Ein innovatives Flüssig-Kühlverfahren hilft Rechenzentren beim Stromsparen. Bei der von 3M entwickelten Zwei-Phasen-Kühlung wird der Server in einem Tauchbad versenkt.

Cooling-Spezialist Phil Tuma, 3M USA, erläutert das offene 2-Phasen Kühlsystem (Bild: 3M/Boston)

Wachsender Datenbedarf und steigende Strompreise lassen die Kühlung von Rechenzentren zunehmend zum Problem werden. Das Technologieunternehmen 3M und der Systemanbieter Boston Server & Storage Solutions haben für dieses Problem eine innovative Lösung gefunden. Bei einer Fachtagung in Neuss haben beide ihr neues Flüssig-Kühlverfahren vorgestellt, mit dem bis zu 97 Prozent der Stromkosten eingespart werden können.

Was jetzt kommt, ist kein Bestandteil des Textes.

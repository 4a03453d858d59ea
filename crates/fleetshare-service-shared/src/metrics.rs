//! Prometheus metrics for the fleetshare service.
//!
//! HTTP traffic is recorded by [`crate::MetricsLayer`]; the helpers here
//! record fleet business events.
//!
//! # Example
//!
//! ```no_run
//! use fleetshare_service_shared::metrics::{MetricsConfig, init_metrics, metrics_handler};
//! use axum::{Router, routing::get};
//!
//! let config = MetricsConfig::default();
//! init_metrics(&config).expect("failed to initialize metrics");
//!
//! let app: Router = Router::new()
//!     .route("/metrics", get(metrics_handler));
//! ```

use metrics_exporter_prometheus::{PrometheusBuilder, PrometheusHandle};
use once_cell::sync::OnceCell;
use serde::{Deserialize, Serialize};

use fleetshare_lib::{ConflictReason, Error as LibError, TripEventKind};

/// Global Prometheus handle for rendering metrics.
static PROMETHEUS_HANDLE: OnceCell<PrometheusHandle> = OnceCell::new();

#[derive(Debug, Clone, Serialize, Deserialize)]
pub struct MetricsConfig {
    pub enabled: bool,
    /// Route serving the exposition text.
    pub path: String,
}

impl Default for MetricsConfig {
    fn default() -> Self {
        Self {
            enabled: true,
            path: "/metrics".to_string(),
        }
    }
}

impl MetricsConfig {
    /// - `METRICS_ENABLED`: anything but "false" enables (default: true)
    /// - `METRICS_PATH`: default "/metrics"
    pub fn from_env() -> Self {
        let enabled = std::env::var("METRICS_ENABLED")
            .map(|v| v.to_lowercase() != "false")
            .unwrap_or(true);

        let path = std::env::var("METRICS_PATH").unwrap_or_else(|_| "/metrics".to_string());

        Self { enabled, path }
    }
}

/// Install the Prometheus recorder. Only the first call can succeed.
pub fn init_metrics(config: &MetricsConfig) -> Result<(), MetricsError> {
    if !config.enabled {
        return Err(MetricsError::Disabled);
    }

    let handle = PrometheusBuilder::new()
        .install_recorder()
        .map_err(|e| MetricsError::InstallFailed(e.to_string()))?;

    PROMETHEUS_HANDLE
        .set(handle)
        .map_err(|_| MetricsError::AlreadyInitialized)?;

    Ok(())
}

/// Axum handler returning Prometheus exposition text.
pub async fn metrics_handler() -> String {
    PROMETHEUS_HANDLE
        .get()
        .map(|h| h.render())
        .unwrap_or_else(|| "# Metrics not initialized\n".to_string())
}

#[derive(Debug, Clone)]
pub enum MetricsError {
    Disabled,
    AlreadyInitialized,
    InstallFailed(String),
}

impl std::fmt::Display for MetricsError {
    fn fmt(&self, f: &mut std::fmt::Formatter<'_>) -> std::fmt::Result {
        match self {
            MetricsError::Disabled => write!(f, "metrics are disabled"),
            MetricsError::AlreadyInitialized => write!(f, "metrics recorder already initialized"),
            MetricsError::InstallFailed(e) => {
                write!(f, "failed to install metrics recorder: {}", e)
            }
        }
    }
}

impl std::error::Error for MetricsError {}

// =============================================================================
// Business Metrics Helpers
// =============================================================================

/// Increments `fleetshare_trips_started_total`.
pub fn record_trip_started() {
    metrics::counter!("fleetshare_trips_started_total").increment(1);
}

/// Increments `fleetshare_trips_ended_total`.
pub fn record_trip_ended() {
    metrics::counter!("fleetshare_trips_ended_total").increment(1);
}

/// Increments `fleetshare_trip_rejections_total` labelled with the reason.
pub fn record_trip_rejected(error: &LibError) {
    metrics::counter!(
        "fleetshare_trip_rejections_total",
        "reason" => rejection_reason(error)
    )
    .increment(1);
}

/// Increments `fleetshare_trip_events_total` labelled with the event kind.
pub fn record_trip_event(kind: TripEventKind) {
    metrics::counter!(
        "fleetshare_trip_events_total",
        "kind" => kind.as_str()
    )
    .increment(1);
}

/// Records to the `fleetshare_nearby_vehicles_returned` histogram.
pub fn record_nearby_returned(count: usize) {
    metrics::histogram!("fleetshare_nearby_vehicles_returned").record(count as f64);
}

/// Low-cardinality label for a rejected trip transition.
fn rejection_reason(error: &LibError) -> &'static str {
    match error {
        LibError::EmptyArgument { .. } => "empty_argument",
        LibError::InvalidArgument { .. } => "invalid_argument",
        LibError::NotFound { .. } => "not_found",
        LibError::Conflict { reason, .. } | LibError::OperationNotAllowed { reason, .. } => {
            match reason {
                ConflictReason::AlreadyReserved => "already_reserved",
                ConflictReason::HeldByAnotherHolder => "held_by_another",
                ConflictReason::NotReserved => "not_reserved",
            }
        }
        _ => "storage",
    }
}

Wie das funktioniert wurde mit einem speziell entwickelten Demonstrationsaufbau demonstriert. Dabei wurde ein funktionierender Rechenserver in einer Kühlflüssigkeit versenkt, die wie Wasser aussieht, aber keines ist. Die clevere Lösung besteht in einer offenen Zwei-Phasen-Kühlung, bei der sich die zu kühlenden Server permanent in einem Tauchbad befinden. Dieses ist mit der von 3M entwickelten »Novec«-Hightech-Flüssigkeit gefüllt. Diese Kühlflüssigkeit leitet keinen Strom und verursacht bei den Bauteilen keine Korrosion. Im Gegensatz zu anderen Flüssigkühlverfahren muss der Kühlbehälter nicht hermetisch verschlossen werden, so dass der IT Administrator jederzeit und problemlos Zugriff auf die Server hat und diese im laufenden Betrieb tauschen kann.